EthnoKino


  Uriel Orlow, Switzerland, South Africa, 2017, OV /e, 63 Minuten, Video Triology

Theatrum Botanicum

The video trilogy by Uriel Orlow investigates the ideological and commercial confrontation of two different yet interwinding medicinal traditions and their use of plants (The Crown Against Mafavuke), considers questions around indigenous copyright protection (Mafavuke’s Tribunal) and documents the continuing presence of herbal medicine in the postcolonial context (Muthi).


The Crown Against Mafavuke(18’)

The Crown Against Mafavuke is based on a South African trial from 1940. Mafavuke Ngcobo was a traditional herbalist who was accused by the local white medical establishment of ‘untraditional behaviour’. The film explores the ideological and commercial confrontation between two different yet intertwining medicinal traditions and their uses of plants, with slippages across gender and race further questioning notions of purity and origination. The re-imagined court case is filmed at the Palace of Justice in Pretoria, where the Rivonia trial was held that sent Mandela and his fellow accused to Robben Island prison.


Muthi(17’)

Muthi is the term for traditional medicine in Southern Africa. Before the establishment of cosmopolitan medicine, traditional medicine was the dominant medical system for millions of people in Southern Africa.
Europeans’ arrival was a turning for this ancient tradition. Muthi and African healers were perceived as unscientific and ineffective but their cultural dominance was considered a threat to British colonial rule and Christian missionary endeavours. Efforts were made to reduce their sphere of influence or eliminate them altogether. Yet colonialism and capitalism also helped medicinal plants to thrive. Urbanisation and the rise of consumer culture radically changed traditional healers’ practices and created a growing market for traditional herbal medicine which threatens sustainability and biodiversity. The pharmaceutical and food supplements industry has also joined in the trend and markets traditional plants to new consumers ignoring the cultural and spiritual contexts of the plants. Today around 200,000 indigenous traditional healers practice in South Africa compared to 25,000 Western-trained doctors and over 60% of South Africans consult these traditional healers. The film follows the enduring herbal practices at rural and urban sites in Johannesburg, the Western Cape and Kwazulu-Natal. Muthi have curative, spiritual but also economic powers and are part of a larger system of knowledge, history and politics.


Imbizo Ka Mafavuke (Mafavuke’s Tribunal)(28’)
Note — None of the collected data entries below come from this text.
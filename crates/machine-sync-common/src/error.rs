//! Error types for machine-sync conversions
//!
//! Conversions never stop at the first bad field. Field-level failures are
//! collected as [`FieldError`]s and handed to the caller as a single
//! [`Aggregate`], which can be queried for each constituent error. The only
//! fail-fast case is a missing input object ([`Error::Precondition`]).

use std::fmt;

use thiserror::Error;

use crate::field::FieldError;

/// Main error type for machine-sync operations
#[derive(Debug, Error)]
pub enum Error {
    /// A required input object was not provided
    #[error("{message}")]
    Precondition {
        /// Which inputs were required
        message: String,
    },

    /// A single field could not be converted
    #[error(transparent)]
    Field(#[from] FieldError),

    /// The provider config could not be serialized into its envelope
    #[error("error marshalling providerSpec: {source}")]
    Encoding {
        /// The underlying serializer error
        #[source]
        source: serde_json::Error,
    },

    /// Serialization/deserialization error outside of payload encoding
    #[error("serialization error: {message}")]
    Serialization {
        /// Description of what failed
        message: String,
        /// The resource kind being (de)serialized, if known
        kind: Option<String>,
    },

    /// Several independent errors reported together
    #[error("{0}")]
    Aggregate(Aggregate),
}

impl Error {
    /// Create a precondition error with the given message
    pub fn precondition(msg: impl Into<String>) -> Self {
        Self::Precondition {
            message: msg.into(),
        }
    }

    /// Wrap a provider config serialization failure
    pub fn encoding(source: serde_json::Error) -> Self {
        Self::Encoding { source }
    }

    /// Create a serialization error with resource kind context
    pub fn serialization_for_kind(kind: impl Into<String>, msg: impl Into<String>) -> Self {
        Self::Serialization {
            message: msg.into(),
            kind: Some(kind.into()),
        }
    }

    /// Merge `errors` into one aggregate error
    ///
    /// Nested aggregates are flattened so that every constituent is a leaf
    /// error. An empty list yields `None`: "no errors" is never represented
    /// as an empty aggregate.
    pub fn aggregate(errors: Vec<Error>) -> Option<Self> {
        Aggregate::new(errors).map(Self::Aggregate)
    }

    /// Returns true if this is a missing-input precondition failure
    pub fn is_precondition(&self) -> bool {
        matches!(self, Error::Precondition { .. })
    }

    /// Every field error carried by this error, in collection order
    pub fn field_errors(&self) -> Vec<&FieldError> {
        match self {
            Error::Field(err) => vec![err],
            Error::Aggregate(agg) => agg.field_errors().collect(),
            _ => Vec::new(),
        }
    }
}

/// A non-empty, flat list of errors reported as one
#[derive(Debug)]
pub struct Aggregate {
    errors: Vec<Error>,
}

impl Aggregate {
    /// Build an aggregate, flattening nested aggregates; `None` when empty
    pub fn new(errors: Vec<Error>) -> Option<Self> {
        let mut flat = Vec::with_capacity(errors.len());
        for err in errors {
            match err {
                Error::Aggregate(inner) => flat.extend(inner.errors),
                other => flat.push(other),
            }
        }
        if flat.is_empty() {
            None
        } else {
            Some(Self { errors: flat })
        }
    }

    /// The constituent errors
    pub fn errors(&self) -> &[Error] {
        &self.errors
    }

    /// Number of constituent errors
    pub fn len(&self) -> usize {
        self.errors.len()
    }

    /// Always false; kept for API symmetry with `len`
    pub fn is_empty(&self) -> bool {
        self.errors.is_empty()
    }

    /// Constituent errors that are field errors
    pub fn field_errors(&self) -> impl Iterator<Item = &FieldError> {
        self.errors.iter().filter_map(|err| match err {
            Error::Field(field) => Some(field),
            _ => None,
        })
    }
}

impl fmt::Display for Aggregate {
    fn fmt(&self, f: &mut fmt::Formatter<'_>) -> fmt::Result {
        if let [only] = self.errors.as_slice() {
            return write!(f, "{only}");
        }
        f.write_str("[")?;
        for (i, err) in self.errors.iter().enumerate() {
            if i > 0 {
                f.write_str(", ")?;
            }
            write!(f, "{err}")?;
        }
        f.write_str("]")
    }
}

impl IntoIterator for Aggregate {
    type Item = Error;
    type IntoIter = std::vec::IntoIter<Error>;

    fn into_iter(self) -> Self::IntoIter {
        self.errors.into_iter()
    }
}
//! Common types for machine-sync: resource definitions, errors and utilities

#![deny(missing_docs)]

pub mod crd;
pub mod error;
pub mod field;
pub mod telemetry;

pub use error::{Aggregate, Error};
pub use field::{ErrorList, FieldError, FieldErrorType, Path};

/// Result type alias using our custom Error type
pub type Result<T> = std::result::Result<T, Error>;

/// Label carrying the owning cluster name on Cluster API resources
pub const CAPI_CLUSTER_NAME_LABEL: &str = "cluster.x-k8s.io/cluster-name";

/// Label carrying the owning cluster name on Machine API resources
pub const MAPI_CLUSTER_NAME_LABEL: &str = "machine.openshift.io/cluster-api-cluster";

/// Annotation prefix for Cluster API pre-drain lifecycle hooks
pub const CAPI_PRE_DRAIN_HOOK_PREFIX: &str = "pre-drain.delete.hook.machine.cluster.x-k8s.io/";

/// Annotation prefix for Cluster API pre-terminate lifecycle hooks
pub const CAPI_PRE_TERMINATE_HOOK_PREFIX: &str =
    "pre-terminate.delete.hook.machine.cluster.x-k8s.io/";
Imbizo Ka Mafavuke (Mafavuke’s Tribunal) is an experimental documentary set at the edge of a nature reserve in Johannesburg. A kind of Brechtian ‘Lehrstück’, the film shows the preparations for a people’s tribunal where traditional healers, activists and lawyers come together to discuss indigenous knowledge and bio-prospecting. The pharmaceutical industry has come to consider traditional medicine as a source for identification of new bioactive agents that can be used in the preparation of synthetic medicine. This raises new questions about intellectual copyright protection of indigenous knowledge. Imbizo Ka Mafavuke asks who benefits when plants become pharmaceuticals, given multiple claims to ownership, priority, locality and appropriation. The protagonists in the film slip into different roles and make use of real-world cases involving multinational pharmaceuticals scouting in indigenous communities for the next wonder drug. Ghosts of colonial explorers, botanists and judges observe the proceedings.